Loop of Henle Video 3/9

Introduction to the Loop of Henle

  • The video focuses on the Loop of Henle, a key component of the nephron in the kidneys.

  • Viewers are encouraged to watch related videos on glomerular filtration and proximal convoluted tubule (PCT) before watching this one for better understanding.

Structure of the Loop of Henle

  • Comprises two main parts:

    • Descending limb: The part that descends into the renal medulla.

    • Ascending limb: The part that ascends back towards the cortex.

Nephrons

  • Definition of Nephron: The functional unit of the kidney, responsible for filtering blood and forming urine.

    • Composed of:

    • Renal Corpuscle:

      • Glomerulus: A network of capillaries.

      • Bowman's Capsule: Surrounds the glomerulus.

    • Proximal Convoluted Tubule (PCT): Reabsorbs nutrients, water, and electrolytes.

    • Loop of Henle: Divided into descending and ascending segments.

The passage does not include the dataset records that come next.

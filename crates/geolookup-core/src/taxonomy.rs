// crates/geolookup-core/src/taxonomy.rs

//! Static event-category taxonomy used for display and client-side
//! filtering of search results. Hardcoded reference data, analogous to the
//! bundled city dataset: read-only, total lookups, no errors.

use serde::{Deserialize, Serialize};

/// Whether a category belongs to volunteer work or commercial events.
#[derive(Debug, Clone, Copy, PartialEq, Eq, Serialize, Deserialize)]
#[serde(rename_all = "lowercase")]
pub enum CategoryKind {
    Volunteer,
    Commercial,
}

/// One entry of the category taxonomy.
#[derive(Debug, Clone, Copy, PartialEq, Eq)]
pub struct Category {
    /// Stable identifier used in filter parameters.
    pub id: &'static str,
    /// Human-readable label shown in the UI.
    pub label: &'static str,
    pub kind: CategoryKind,
}

/// The full category taxonomy, in display order.
pub const CATEGORIES: &[Category] = &[
    Category {
        id: "environment",
        label: "Environment & Nature",
        kind: CategoryKind::Volunteer,
    },
    Category {
        id: "education",
        label: "Education & Mentoring",
        kind: CategoryKind::Volunteer,
    },
    Category {
        id: "health",
        label: "Health & Care",
        kind: CategoryKind::Volunteer,
    },
    Category {
        id: "animals",
        label: "Animal Welfare",
        kind: CategoryKind::Volunteer,
    },
    Category {
        id: "community",
        label: "Community & Neighborhood",
        kind: CategoryKind::Volunteer,
    },
    Category {
        id: "food-rescue",
        label: "Food Rescue",
        kind: CategoryKind::Volunteer,
    },
    Category {
        id: "crisis-support",
        label: "Crisis Support",
        kind: CategoryKind::Volunteer,
    },
    Category {
        id: "sports",
        label: "Sports & Recreation",
        kind: CategoryKind::Commercial,
    },
    Category {
        id: "concerts",
        label: "Concerts & Nightlife",
        kind: CategoryKind::Commercial,
    },
    Category {
        id: "workshops",
        label: "Workshops & Classes",
        kind: CategoryKind::Commercial,
    },
    Category {
        id: "food-drink",
        label: "Food & Drink",
        kind: CategoryKind::Commercial,
    },
    Category {
        id: "markets",
        label: "Markets & Fairs",
        kind: CategoryKind::Commercial,
    },
    Category {
        id: "networking",
        label: "Networking & Meetups",
        kind: CategoryKind::Commercial,
    },
];

/// Find a category by its stable id (ASCII case-insensitive).
///
/// Unknown ids yield `None`, never an error.
pub fn find_category(id: &str) -> Option<&'static Category> {
    CATEGORIES.iter().find(|c| c.id.eq_ignore_ascii_case(id))
}

/// All categories of the given kind, in display order.
pub fn categories_for(kind: CategoryKind) -> Vec<&'static Category> {
    CATEGORIES.iter().filter(|c| c.kind == kind).collect()
}

/// Display labels for the whole taxonomy, in display order.
pub fn labels() -> Vec<&'static str> {
    CATEGORIES.iter().map(|c| c.label).collect()
}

    • Distal Convoluted Tubule (DCT): Filters additional minerals and also adjusts pH and electrolyte concentrations.

  • Number of Nephrons:

    • ~ 1.2 million nephrons in each kidney so 2.4 million in two kidneys.

Overview of Functions

Filtration Process

  • Glomerular Filtration: Blood is filtered through the glomerulus, forming a filtrate that enters Bowman's capsule.

  • Tubular Reabsorption: Substances needed by the body are reabsorbed from the filtrate back into the blood.

  • Tubular Secretion: Additional substances are secreted into the filtrate from the blood.

Osmolality in the Loop of Henle

  • Initial Osmolality:

    • In the glomerulus, Bowman's capsule, and PCT, the osmolality is ~300 milliosmoles (mOsm/l). (isotonic with blood plasma)

  • Osmolality Changes in the Descending Limb:

    • Starts at 300 mOsm at the top and increases as it descends:

    • 500 mOsm at a shallow depth,

    • 700 mOsm at mid-depth,

    • 900 mOsm further down,

    • reaches peak at 1,200 mOsm at the bottom of the loop.

    • As the descend, the fluid becomes hypertonic (increased solute concentration).

Osmolality Definitions

  • Hypertonic: High solute (NaCl) concentration, low water content.

  • Hypotonic: Low solute (NaCl) concentration, high water content.

  • Isotonic: Equal solute and water concentrations.

Mechanisms in the Loop of Henle

Countercurrent Multiplier Mechanism

  • Function: Establishes a gradient in osmolality in the renal medulla, enhancing water reabsorption.

  • Process in Ascending Limb:

    • Sodium Potassium 2 Chloride (Na-K-2Cl) Cotransporter: Transports sodium, potassium, and chloride ions into the cells from the filtrate.

      • Therefore Na & Cl are pumping out

      • Some K is leaking out, some is staying in

        • K gets repelled because there are a lot of positive chargers

          • Ca & mag also move paracellularly

      • This is why increases osmolality as going down LOH. its getting saltier

    • Ascending limb is impermeable to water and actively pumps out sodium and chloride, thus increasing osmolality in the renal medulla.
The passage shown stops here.